2005-12-13 05:23:06

by CaT

[permalink] [raw]
Subject: anticipatory scheduler and raid rebuild

I'll be able to play a bit more with this later but for now I thought
I'd toss it into the wilderness.

I had jsut setup a nice little server with WD 10k drives and s/w raid 1.
The kernel is 2.6.14.3. The CPU is a p4 3Ghz and it's an Intel 82875P
chipset. In order to test that it'll build ok with missing disks I
pulled one out, booted, shutdown, put it back in and rebooted. I then
went on to try and get one of the raids to rebuild with:

mdadm --manage -a /dev/md6 /dev/sdb8

And then the server slowed to a crawl. Well not even that. It slowed to
the point of freezing and occasionally stuttering with activity other
then the rebuild. I got a similar reaction when it was rebuilding it.
Essentially, whilst the rebuild was in progress no disk io or even /sys
and /proc io could be done then a flurry of excitement and then back to
the freeze.

I then remembered that I could change schedulers on the disks and so did
the following (having read cfq is a nice choice):

echo cfq >/sys/block/sda/queue/scheduler
echo cfq >/sys/block/sdb/queue/scheduler

And the system became usable right after the commends were allowed to
pass through. Whilst the load (when I could get a reading) was 8+ before
it now hangs around 0.8-1 and the system is very responsive. The rebuild
speed is slower now; 25k vs 40-50k before.

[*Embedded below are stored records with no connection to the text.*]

use assert_cmd::prelude::*;
use predicates::str::contains;
use std::io::Write;
use std::process::Command;
use tempfile::NamedTempFile;

fn write_markup(width_range: &str) -> NamedTempFile {
    let markup = format!(
        r#"<?xml version="1.0" encoding="UTF-8"?>
<html xmlns="http://www.w3.org/1999/xhtml">
  <body>
    <label>Width <input type="range" id="width" {width_range}/></label>
    <span id="widthValue">2</span>
    <label>Height <input type="range" id="height" min="2" max="6" step="0.1" value="5"/></label>
    <span id="heightValue">5</span>
    <canvas id="scene"></canvas>
  </body>
</html>
"#
    );
    let mut tmp = NamedTempFile::new().expect("temp markup");
    tmp.write_all(markup.as_bytes()).expect("write markup");
    tmp
}

#[test]
fn summary_describes_the_default_door() {
    let mut cmd = Command::cargo_bin("door-configurator").expect("binary exists");
    cmd.arg("--summary-only")
        .assert()
        .success()
        .stdout(contains("Door 2 x 4 (panel 1.80 x 3.80)"))
        .stdout(contains(
            " - handle cylinder r=0.05 l=0.20 at (0.80, 0.00, 0.05)",
        ))
        .stdout(contains("floor contact y=-2.00"));
}

#[test]
fn width_flag_rebuilds_the_door() {
    let mut cmd = Command::cargo_bin("door-configurator").expect("binary exists");
    cmd.args(["--summary-only", "--width", "3"])
        .assert()
        .success()
        .stdout(contains("Door 3 x 4 (panel 2.80 x 3.80)"))
        .stdout(contains("floor contact y=-2.00"));
}

#[test]
fn markup_sets_the_initial_values() {
    let markup = write_markup(r#"min="1" max="4" step="0.5" value="1.5""#);
    let mut cmd = Command::cargo_bin("door-configurator").expect("binary exists");
    cmd.arg("--summary-only")
        .arg("--markup")
        .arg(markup.path())
        .assert()
        .success()
        .stdout(contains("Door 1.5 x 5 (panel 1.30 x 4.80)"))
        .stdout(contains("floor contact y=-2.00"));
}

#[test]
fn markup_without_inputs_is_rejected() {
    let mut tmp = NamedTempFile::new().expect("temp markup");
    tmp.write_all(b"<html><body><canvas id=\"scene\"/></body></html>")
        .expect("write markup");
    let mut cmd = Command::cargo_bin("door-configurator").expect("binary exists");
    cmd.arg("--summary-only")
        .arg("--markup")
        .arg(tmp.path())
        .assert()
        .failure()
        .stderr(contains(r#"<input id="width"> is missing"#));
}

#[test]
fn invalid_width_fails_with_a_dimension_error() {
    let mut cmd = Command::cargo_bin("door-configurator").expect("binary exists");
    cmd.args(["--summary-only", "--width", "0.1"])
        .assert()
        .failure()
        .stderr(contains("invalid door width 0.1"));
}

#[test]
fn unknown_arguments_print_usage() {
    let mut cmd = Command::cargo_bin("door-configurator").expect("binary exists");
    cmd.arg("--run-scripts")
        .assert()
        .failure()
        .stderr(contains("Usage: door-configurator"));
}

#[test]
fn config_file_sets_the_initial_door() {
    let mut config = NamedTempFile::new().expect("temp config");
    config
        .write_all(
            br#"{
  "controls": {
    "width": { "min": 1, "max": 4, "step": 0.1, "value": 2.5 },
    "height": { "min": 2, "max": 6, "step": 0.1, "value": 3 }
  }
}"#,
        )
        .expect("write config");
    let mut cmd = Command::cargo_bin("door-configurator").expect("binary exists");
    cmd.arg("--summary-only")
        .arg("--config")
        .arg(config.path())
        .assert()
        .success()
        .stdout(contains("Door 2.5 x 3 (panel 2.30 x 2.80)"));
}

#[test]
fn width_flag_overrides_the_config_file() {
    let mut config = NamedTempFile::new().expect("temp config");
    config
        .write_all(br#"{ "window": { "title": "Showroom" } }"#)
        .expect("write config");
    let mut cmd = Command::cargo_bin("door-configurator").expect("binary exists");
    cmd.args(["--summary-only", "--width", "3.5", "--config"])
        .arg(config.path())
        .assert()
        .success()
        .stdout(contains("Door 3.5 x 4 (panel 3.30 x 3.80)"));
}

So, does my hardware suck and AS is pushing it beyond its limits or is
AS unsuitable for the task I am putting it through or is AS buggy and
all should be well with it?

--
"To the extent that we overreact, we proffer the terrorists the
greatest tribute."
- High Court Judge Michael Kirby


2005-12-18 23:37:11

by NeilBrown

[permalink] [raw]
Subject: Re: anticipatory scheduler and raid rebuild

On Tuesday December 13, [email protected] wrote:
> I'll be able to play a bit more with this later but for now I thought
> I'd toss it into the wilderness.

Thanks.

>
> I had jsut setup a nice little server with WD 10k drives and s/w raid 1.
> The kernel is 2.6.14.3. The CPU is a p4 3Ghz and it's an Intel 82875P
> chipset. In order to test that it'll build ok with missing disks I
> pulled one out, booted, shutdown, put it back in and rebooted. I then
> went on to try and get one of the raids to rebuild with:
>
> mdadm --manage -a /dev/md6 /dev/sdb8
>
> And then the server slowed to a crawl. Well not even that. It slowed to
> the point of freezing and occasionally stuttering with activity other
> then the rebuild. I got a similar reaction when it was rebuilding
> it.

I've heard reports of this sort of thing before I think, but I'm
wondering why I never experience it.
What sort of drives do you have? What controller?
What filesystem are you running over the raid1?

>
> So, does my hardware suck and AS is pushing it beyond its limits or is
> AS unsuitable for the task I am putting it through or is AS buggy and
> all should be well with it?

I suspect it is an odd interaction between md/raid1/rebuild and AS.
AS tries to guess how a process is behaving and the raid1/rebuild
process probably is confusing it. But it is hard to say how until I
can reproduce it.

NeilBrown

2005-12-19 01:17:59

by CaT

[permalink] [raw]
Subject: Re: anticipatory scheduler and raid rebuild

On Mon, Dec 19, 2005 at 10:36:53AM +1100, Neil Brown wrote:
> > mdadm --manage -a /dev/md6 /dev/sdb8
> >
> > And then the server slowed to a crawl. Well not even that. It slowed to
> > the point of freezing and occasionally stuttering with activity other
> > then the rebuild. I got a similar reaction when it was rebuilding
> > it.
>
> I've heard reports of this sort of thing before I think, but I'm
> wondering why I never experience it.
> What sort of drives do you have? What controller?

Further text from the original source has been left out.